TASK ITEM:
The entries below contain a line with "item.resize(36, 0xAB);" and a line with "let reparsed = parse(&encode(&edited)).unwrap();". Quote exactly those two lines and all lines between them.

MATERIAL SUPPLIED:

#[cfg(test)]
mod tests {
    use super::*;
    use crate::records::ai::{EscortFollowPackage, WanderPackage};
    use ashlander_common::BinaryReader;

    const RECORD: Tag = tags::NPC_;

    fn parse(bytes: &[u8]) -> Result<ActorCore> {
        let mut reader = SubrecordReader::new(BinaryReader::new(bytes));
        ActorCore::read_sequence(&mut reader, RECORD, tags::FLAG, |_| Ok(false))
    }

    fn encode(core: &ActorCore) -> Vec<u8> {
        let mut out = Vec::new();
        core.write(&mut out).unwrap();
        assert_eq!(out.len(), core.size());
        out
    }

    fn sample() -> ActorCore {
        ActorCore {
            items: vec![ItemStack::new(3, "potion_cure_common_01")],
            spells: vec!["shield".into(), "fireball".into()],
            ai_data: Some(AiData {
                hello: 30,
                fight: 30,
                flee: 20,
                flags: services::TRAINING | services::SPELLS,
                ..Default::default()
            }),
            ai_packages: vec![
                AiPackage::Follow(EscortFollowPackage {
                    position: [10.0, -20.0, 5.5],
                    duration: 12,
                    target_id: "player".into(),
                    reset: 1,
                    cell_name: Some("Vivec, Arena".into()),
                }),
                AiPackage::Wander(WanderPackage {
                    distance: 512,
                    duration: 5,
                    idles: [60, 20, 10, 0, 0, 0, 0, 0],
                    ..Default::default()
                }),
            ],
            destinations: vec![
                TravelDestination {
                    position: [1.0, 2.0, 3.0],
                    rotation: [0.0, 0.0, 1.5],
                    cell_name: None,
                },
                TravelDestination {
                    position: [4.0, 5.0, 6.0],
                    rotation: [0.0, 0.0, 0.0],
                    cell_name: Some("Ebonheart, Grand Council Chambers".into()),
                },
            ],
        }
    }

    #[test]
    fn test_sequence_round_trip() {
        let core = sample();
        let bytes = encode(&core);
        let parsed = parse(&bytes).unwrap();
        assert_eq!(parsed, core);
        assert!(parsed.is_trainer());
        assert!(!parsed.is_enchanter());
        assert_eq!(encode(&parsed), bytes);
    }

    #[test]
    fn test_empty_sequence() {
        let core = parse(b"").unwrap();
        assert_eq!(core, ActorCore::default());
        assert!(!core.is_trainer());
        assert!(!core.does_repair());
        assert!(!core.is_spellmaker());
    }

    #[test]
    fn test_pending_destination_finalised_by_next_dodt() {
        let mut bytes = Vec::new();
        for _ in 0..2 {
            Wide::write(&mut bytes, tags::DODT, &[0u8; 24]).unwrap();
        }
        Wide::write_string(&mut bytes, tags::DNAM, "Caldera").unwrap();
        let core = parse(&bytes).unwrap();

        assert_eq!(core.destinations.len(), 2);
        assert_eq!(core.destinations[0].cell_name, None);
        assert_eq!(core.destinations[1].cell_name.as_deref(), Some("Caldera"));
    }

    #[test]
    fn test_empty_cell_names_survive() {
        let mut bytes = Vec::new();
        Wide::write(&mut bytes, tags::AI_F, &[0u8; 48]).unwrap();
        Wide::write(&mut bytes, tags::CNDT, b"\0").unwrap();
        Wide::write(&mut bytes, tags::DODT, &[0u8; 24]).unwrap();
        Wide::write(&mut bytes, tags::DNAM, b"\0").unwrap();
        let core = parse(&bytes).unwrap();

        match &core.ai_packages[0] {
            AiPackage::Follow(p) => assert_eq!(p.cell_name.as_deref(), Some("")),
            other => panic!("expected follow, got {:?}", other),
        }
        assert_eq!(core.destinations[0].cell_name.as_deref(), Some(""));
        assert_eq!(encode(&core), bytes);
    }

    #[test]
    fn test_id_padding_survives() {
        let mut item = 7i32.to_le_bytes().to_vec();
        item.extend_from_slice(b"gold_001\0");
        item.resize(36, 0xAB);
        let mut spell = b"shield\0".to_vec();
        spell.resize(32, 0x5C);

        let mut bytes = Vec::new();
        Wide::write(&mut bytes, tags::NPCO, &item).unwrap();
        Wide::write(&mut bytes, tags::NPCS, &spell).unwrap();
        let core = parse(&bytes).unwrap();

        assert_eq!(core.items[0].item_id, "gold_001");
        assert_eq!(core.spells[0], "shield");
        assert_ne!(core.items[0], ItemStack::new(7, "gold_001"));
        assert_eq!(encode(&core), bytes);

        let mut edited = core.clone();
        edited.items[0].item_id.set("gold_005");
        let reparsed = parse(&encode(&edited)).unwrap();
        assert_eq!(reparsed.items[0], ItemStack::new(7, "gold_005"));
    }

    #[test]
    fn test_duplicate_aidt() {
        let mut bytes = Vec::new();
        Wide::write(&mut bytes, tags::AIDT, &[0u8; 12]).unwrap();
        Wide::write(&mut bytes, tags::AIDT, &[0u8; 12]).unwrap();
        assert!(matches!(
            parse(&bytes),
            Err(Error::DuplicateSubrecord { tag, offset: 20, .. }) if tag == tags::AIDT
        ));
    }

    #[test]
    fn test_cndt_after_wander_is_misplaced() {
        let mut bytes = Vec::new();
        Wide::write(&mut bytes, tags::AI_W, &[0u8; 14]).unwrap();
        Wide::write_string(&mut bytes, tags::CNDT, "Balmora").unwrap();
        assert!(matches!(
            parse(&bytes),
            Err(Error::MisplacedSubrecord { tag, previous, .. })
                if tag == tags::CNDT && previous == tags::AI_W
        ));
    }

    #[test]
    fn test_cndt_at_start_is_misplaced() {
        let mut bytes = Vec::new();
        Wide::write_string(&mut bytes, tags::CNDT, "Balmora").unwrap();
        assert!(matches!(
            parse(&bytes),
            Err(Error::MisplacedSubrecord { previous, .. }) if previous == tags::FLAG
        ));
    }

    #[test]
    fn test_dnam_without_dodt_is_misplaced() {
        let mut bytes = Vec::new();
        Wide::write_string(&mut bytes, tags::DNAM, "Caldera").unwrap();
        assert!(matches!(
            parse(&bytes),
            Err(Error::MisplacedSubrecord { tag, .. }) if tag == tags::DNAM
        ));
    }

    #[test]
    fn test_dnam_must_directly_follow_dodt() {
        let mut bytes = Vec::new();
        Wide::write(&mut bytes, tags::DODT, &[0u8; 24]).unwrap();
        Wide::write(&mut bytes, tags::NPCS, &[0u8; 32]).unwrap();
        Wide::write_string(&mut bytes, tags::DNAM, "Caldera").unwrap();
        assert!(matches!(
            parse(&bytes),
            Err(Error::MisplacedSubrecord { previous, .. }) if previous == tags::NPCS
        ));
    }

    #[test]
    fn test_unknown_tag_aborts() {
        let mut bytes = Vec::new();
        Wide::write(&mut bytes, Tag::new(b"XXXX"), &[0u8; 4]).unwrap();
        assert!(matches!(
            parse(&bytes),
            Err(Error::UnexpectedTag { found, .. }) if found == Tag::new(b"XXXX")
        ));
    }

    #[test]
    fn test_extension_consumes_tags() {
        let mut bytes = Vec::new();
        Wide::write(&mut bytes, tags::XSCL, &1.5f32.to_le_bytes()).unwrap();
        let mut seen = 0;
        let mut reader = SubrecordReader::new(BinaryReader::new(&bytes));
        let core = ActorCore::read_sequence(&mut reader, tags::CREA, tags::FLAG, |sub| {
            seen += 1;
            Ok(sub.tag == tags::XSCL)
        })
        .unwrap();
        assert_eq!(seen, 1);
        assert_eq!(core, ActorCore::default());
    }

    #[test]
    fn test_overlong_subrecord_is_truncated() {
        let mut bytes = Vec::new();
        Wide::write(&mut bytes, tags::NPCS, &[0u8; 32]).unwrap();
        bytes.truncate(bytes.len() - 4);
        assert!(matches!(parse(&bytes), Err(Error::Truncated { .. })));
    }

    #[test]
    fn test_clone_is_independent() {
        let original = sample();
        let mut copy = original.clone();
        if let Some(package) = copy.ai_packages[0].escort_follow_mut() {
            package.cell_name = Some("Elsewhere".into());
        }
        assert_ne!(copy, original);
        assert_eq!(
            original.ai_packages[0],
            sample().ai_packages[0],
            "mutating a clone must not touch the source"
        );
    }
}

EXERCISE RESPONSE:
        item.resize(36, 0xAB);
        let mut spell = b"shield\0".to_vec();
        spell.resize(32, 0x5C);

        let mut bytes = Vec::new();
        Wide::write(&mut bytes, tags::NPCO, &item).unwrap();
        Wide::write(&mut bytes, tags::NPCS, &spell).unwrap();
        let core = parse(&bytes).unwrap();

        assert_eq!(core.items[0].item_id, "gold_001");
        assert_eq!(core.spells[0], "shield");
        assert_ne!(core.items[0], ItemStack::new(7, "gold_001"));
        assert_eq!(encode(&core), bytes);

        let mut edited = core.clone();
        edited.items[0].item_id.set("gold_005");
        let reparsed = parse(&encode(&edited)).unwrap();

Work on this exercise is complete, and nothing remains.